§ **Exercise directions**:
Reproduce the records exactly through the line with "self.tile_code == request.tile_code".

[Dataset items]

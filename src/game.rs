//! Game orchestration: the public move/deploy surface.
//!
//! Control flow per call: legality (against the freshly resolved
//! possible-move set) -> lift -> capture resolution (destination and, for
//! charge captures, the whole path) -> seat -> ability processing to a
//! fixpoint -> `MoveResult`.
//!
//! One call runs to completion (or to the first outstanding prompt)
//! before returning; the caller serializes calls and owns turn order. The
//! core reports captures and never decides who won.

use crate::abilities::{AbilityManager, MoveContext, MoveKind, PromptTargetData};
use crate::board::{Board, BoardLayout, PointIndex, PointType};
use crate::core::{Coord, Player, TileCode, TileId};
use crate::movement::{self, ResolvedMovement};
use crate::rules::{MoveOutcome, MoveRequest, MoveResult, NoEffectReason};
use crate::tiles::{DeployType, GameDefinition, SetupError};

/// A move that paused on an outstanding prompt: its mutations are
/// committed, and a matching re-submission resumes ability processing
/// instead of moving again.
#[derive(Clone, Debug)]
struct PendingMove {
    player: Player,
    tile_code: TileCode,
    start: Option<Coord>,
    end: Coord,
    context: MoveContext,
    movement_captures: Vec<TileId>,
    /// Records already committed by earlier passes of this move.
    prior_records: crate::rules::TileRecords,
}

impl PendingMove {
    fn matches(&self, request: &MoveRequest) -> bool {
        self.player == request.player
            && self.tile_code == request.tile_code
            && self.start == request.start
            && self.end == request.end
    }
}

/// One game session: board, declarative definition, ability state.
#[derive(Clone, Debug)]
pub struct Game {
    board: Board,
    definition: GameDefinition,
    abilities: AbilityManager,
    pending: Option<PendingMove>,
}

impl Game {
    /// Build a session: validates the definition and fills both piles.
    pub fn new(layout: &BoardLayout, definition: GameDefinition) -> Result<Self, SetupError> {
        definition.validate()?;
        let mut board = Board::new(layout);
        for tile_def in definition.definitions() {
            for player in Player::both() {
                for _ in 0..tile_def.count {
                    board.create_tile(tile_def.code, player);
                }
            }
        }
        Ok(Self {
            board,
            definition,
            abilities: AbilityManager::new(),
            pending: None,
        })
    }

    /// Read access to the board.
    #[must_use]
    pub fn board(&self) -> &Board {
        &self.board
    }

    /// The declarative definition this session interprets.
    #[must_use]
    pub fn definition(&self) -> &GameDefinition {
        &self.definition
    }

    /// The ability manager (active abilities, recorded points).
    #[must_use]
    pub fn abilities(&self) -> &AbilityManager {
        &self.abilities
    }

    /// Dispatch one request: deploy when `start` is absent, move
    /// otherwise.
    ///
    /// A request matching a move that paused on a prompt *resumes* it:
    /// the committed mutations stay and ability processing continues with
    /// the supplied answers.
    pub fn submit(&mut self, request: MoveRequest) -> MoveResult {
        if self.pending.as_ref().is_some_and(|p| p.matches(&request)) {
            return self.resume(&request.prompt_data);
        }
        self.pending = None;
        match request.start {
            None => self.deploy(
                request.player,
                request.tile_code,
                request.end,
                &request.prompt_data,
            ),
            Some(start) => self.move_tile(
                request.player,
                request.tile_code,
                start,
                request.end,
                &request.prompt_data,
            ),
        }
    }

    /// Continue ability processing of the paused move.
    fn resume(&mut self, prompt_data: &PromptTargetData) -> MoveResult {
        let Some(mut pending) = self.pending.take() else {
            return MoveResult::no_effect(NoEffectReason::StartPointMismatch);
        };
        let mut flags = self.abilities.process_abilities(
            &mut self.board,
            &self.definition,
            &mut pending.context,
            prompt_data,
        );

        // Fold this continuation's records onto what the earlier passes
        // already committed.
        let mut records = pending.prior_records.clone();
        records
            .captured_tiles
            .extend(flags.tile_records.captured_tiles.iter().copied());
        records
            .tiles_moved_to_piles
            .extend(flags.tile_records.tiles_moved_to_piles.iter().copied());
        flags.tile_records = records;
        pending.prior_records = flags.tile_records.clone();

        let result = MoveResult {
            outcome: MoveOutcome::Completed,
            moved_tile: Some(pending.context.tile),
            start: pending.start,
            end: Some(pending.end),
            captured_tiles: pending.movement_captures.clone(),
            flags,
        };
        if result.flags.needed_prompt.is_some() {
            self.pending = Some(pending);
        }
        result
    }

    // === Deploy ===

    /// Every point where `player` may currently deploy a tile of `code`.
    #[must_use]
    pub fn legal_deploy_points(&self, player: Player, code: TileCode) -> Vec<Coord> {
        let Some(tile_def) = self.definition.get(code) else {
            return Vec::new();
        };
        self.board
            .playable_points()
            .filter(|&idx| self.deploy_point_allowed(player, &tile_def.deploy_types, idx))
            .filter(|&idx| {
                self.board
                    .footprint(&self.definition, code, idx)
                    .is_some_and(|cells| self.board.footprint_free(&cells, None))
            })
            .map(|idx| self.board.point(idx).coord)
            .collect()
    }

    fn deploy_point_allowed(
        &self,
        player: Player,
        deploy_types: &[DeployType],
        idx: PointIndex,
    ) -> bool {
        deploy_types.iter().any(|deploy| match deploy {
            DeployType::Anywhere => true,
            DeployType::TemplesOnly => self.board.point(idx).has_type(PointType::Temple),
            DeployType::AdjacentToTemple => self
                .board
                .adjacent_points(idx)
                .iter()
                .any(|&n| self.board.point(n).has_type(PointType::Temple)),
            DeployType::WithinTileZone(code) => {
                self.board.tiles_on_board().into_iter().any(|(id, anchor)| {
                    self.board
                        .tile(id)
                        .is_some_and(|t| t.owner == player && t.code == *code)
                        && self.board.zone_contains(&self.definition, anchor, idx)
                })
            }
        })
    }

    /// Deploy a pile tile of `code` to `end`.
    pub fn deploy(
        &mut self,
        player: Player,
        code: TileCode,
        end: Coord,
        prompt_data: &PromptTargetData,
    ) -> MoveResult {
        if self.definition.get(code).is_none() {
            return MoveResult::no_effect(NoEffectReason::UnknownTileCode);
        }
        let Some(end_idx) = self.board.playable_index(end) else {
            return MoveResult::no_effect(NoEffectReason::PointNotPlayable);
        };
        let Some(tile) = self.board.pile_tile(player, code) else {
            return MoveResult::no_effect(NoEffectReason::TileNotAvailable);
        };
        let deploy_types = self
            .definition
            .get(code)
            .map(|d| d.deploy_types.clone())
            .unwrap_or_default();
        if !self.deploy_point_allowed(player, &deploy_types, end_idx) {
            return MoveResult::no_effect(NoEffectReason::IllegalDestination);
        }
        if !self.board.place_from_pile(&self.definition, tile, end_idx) {
            return MoveResult::no_effect(NoEffectReason::IllegalDestination);
        }

        let mut context = MoveContext {
            kind: MoveKind::Deploy,
            player,
            tile,
            start: None,
            end: end_idx,
            path: Vec::new(),
            captured_tiles: Vec::new(),
        };
        let flags =
            self.abilities
                .process_abilities(&mut self.board, &self.definition, &mut context, prompt_data);

        if flags.needed_prompt.is_some() {
            self.pending = Some(PendingMove {
                player,
                tile_code: code,
                start: None,
                end,
                context,
                movement_captures: Vec::new(),
                prior_records: flags.tile_records.clone(),
            });
        }

        MoveResult {
            outcome: MoveOutcome::Completed,
            moved_tile: Some(tile),
            start: None,
            end: Some(end),
            captured_tiles: Vec::new(),
            flags,
        }
    }

    // === Move ===

    /// The resolved movement of the tile seated at `start`, with active
    /// movement modifiers applied.
    #[must_use]
    pub fn resolved_moves_at(&self, start: Coord) -> ResolvedMovement {
        let Some(start_idx) = self.board.playable_index(start) else {
            return ResolvedMovement::default();
        };
        let Some(tile) = self.board.tile_at(start_idx) else {
            return ResolvedMovement::default();
        };
        let modifiers = self.abilities.movement_modifiers_for(tile);
        movement::resolve_moves(&self.board, &self.definition, tile, &modifiers)
    }

    /// Flag the tile's possible moves on the board and return them.
    pub fn reveal_possible_moves(&mut self, start: Coord) -> Vec<Coord> {
        let resolved = self.resolved_moves_at(start);
        let mut out = Vec::new();
        for point in resolved.points() {
            self.board.flag_point(point, PointType::PossibleMove);
            out.push(self.board.point(point).coord);
        }
        out
    }

    /// Clear every possible-move flag.
    pub fn hide_possible_moves(&mut self) {
        movement::hide_possible_moves(&mut self.board);
    }

    /// Move the tile of `code` seated at `start` to `end`.
    pub fn move_tile(
        &mut self,
        player: Player,
        code: TileCode,
        start: Coord,
        end: Coord,
        prompt_data: &PromptTargetData,
    ) -> MoveResult {
        let (Some(start_idx), Some(end_idx)) = (
            self.board.playable_index(start),
            self.board.playable_index(end),
        ) else {
            return MoveResult::no_effect(NoEffectReason::PointNotPlayable);
        };
        let Some(tile) = self.board.tile_at(start_idx) else {
            return MoveResult::no_effect(NoEffectReason::StartPointMismatch);
        };
        let matches = self
            .board
            .tile(tile)
            .is_some_and(|t| t.owner == player && t.code == code);
        if !matches {
            return MoveResult::no_effect(NoEffectReason::StartPointMismatch);
        }

        let modifiers = self.abilities.movement_modifiers_for(tile);
        let resolved = movement::resolve_moves(&self.board, &self.definition, tile, &modifiers);
        let Some(reach) = resolved.get(end_idx).cloned() else {
            return MoveResult::no_effect(NoEffectReason::IllegalDestination);
        };

        // Capture resolution: the destination occupant, plus - for charge
        // captures - every tile along the computed path.
        let mut captured: Vec<TileId> = Vec::new();
        if reach.charge_capture {
            for &point in &reach.path[1..] {
                if let Some(occupant) = self.board.tile_at(point) {
                    if occupant != tile && self.board.capture_tile(occupant) {
                        captured.push(occupant);
                    }
                }
            }
        } else if let Some(occupant) = self.board.tile_at(end_idx) {
            if occupant != tile && self.board.capture_tile(occupant) {
                captured.push(occupant);
            }
        }

        if !self.board.relocate(&self.definition, tile, end_idx) {
            // The destination was legal a moment ago; a blocked footprint
            // here means a gigantic overlap the resolver cannot express.
            return MoveResult::no_effect(NoEffectReason::IllegalDestination);
        }

        let mut context = MoveContext {
            kind: MoveKind::Move,
            player,
            tile,
            start: Some(start_idx),
            end: end_idx,
            path: reach.path.clone(),
            captured_tiles: captured.clone(),
        };
        let mut flags =
            self.abilities
                .process_abilities(&mut self.board, &self.definition, &mut context, prompt_data);

        // The records tally covers the whole move: movement captures
        // first, then everything the ability passes added.
        let mut all_captured = captured.clone();
        all_captured.extend(flags.tile_records.captured_tiles.iter().copied());
        flags.tile_records.captured_tiles = all_captured;

        if flags.needed_prompt.is_some() {
            self.pending = Some(PendingMove {
                player,
                tile_code: code,
                start: Some(start),
                end,
                context,
                movement_captures: captured.clone(),
                prior_records: flags.tile_records.clone(),
            });
        }

        MoveResult {
            outcome: MoveOutcome::Completed,
            moved_tile: Some(tile),
            start: Some(start),
            end: Some(end),
            captured_tiles: captured,
            flags,
        }
    }
}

§ **Answer**:
filename src/game.rs
//! Game orchestration: the public move/deploy surface.
//!
//! Control flow per call: legality (against the freshly resolved
//! possible-move set) -> lift -> capture resolution (destination and, for
//! charge captures, the whole path) -> seat -> ability processing to a
//! fixpoint -> `MoveResult`.
//!
//! One call runs to completion (or to the first outstanding prompt)
//! before returning; the caller serializes calls and owns turn order. The
//! core reports captures and never decides who won.

use crate::abilities::{AbilityManager, MoveContext, MoveKind, PromptTargetData};
use crate::board::{Board, BoardLayout, PointIndex, PointType};
use crate::core::{Coord, Player, TileCode, TileId};
use crate::movement::{self, ResolvedMovement};
use crate::rules::{MoveOutcome, MoveRequest, MoveResult, NoEffectReason};
use crate::tiles::{DeployType, GameDefinition, SetupError};

/// A move that paused on an outstanding prompt: its mutations are
/// committed, and a matching re-submission resumes ability processing
/// instead of moving again.
#[derive(Clone, Debug)]
struct PendingMove {
    player: Player,
    tile_code: TileCode,
    start: Option<Coord>,
    end: Coord,
    context: MoveContext,
    movement_captures: Vec<TileId>,
    /// Records already committed by earlier passes of this move.
    prior_records: crate::rules::TileRecords,
}

impl PendingMove {
    fn matches(&self, request: &MoveRequest) -> bool {
        self.player == request.player
            && self.tile_code == request.tile_code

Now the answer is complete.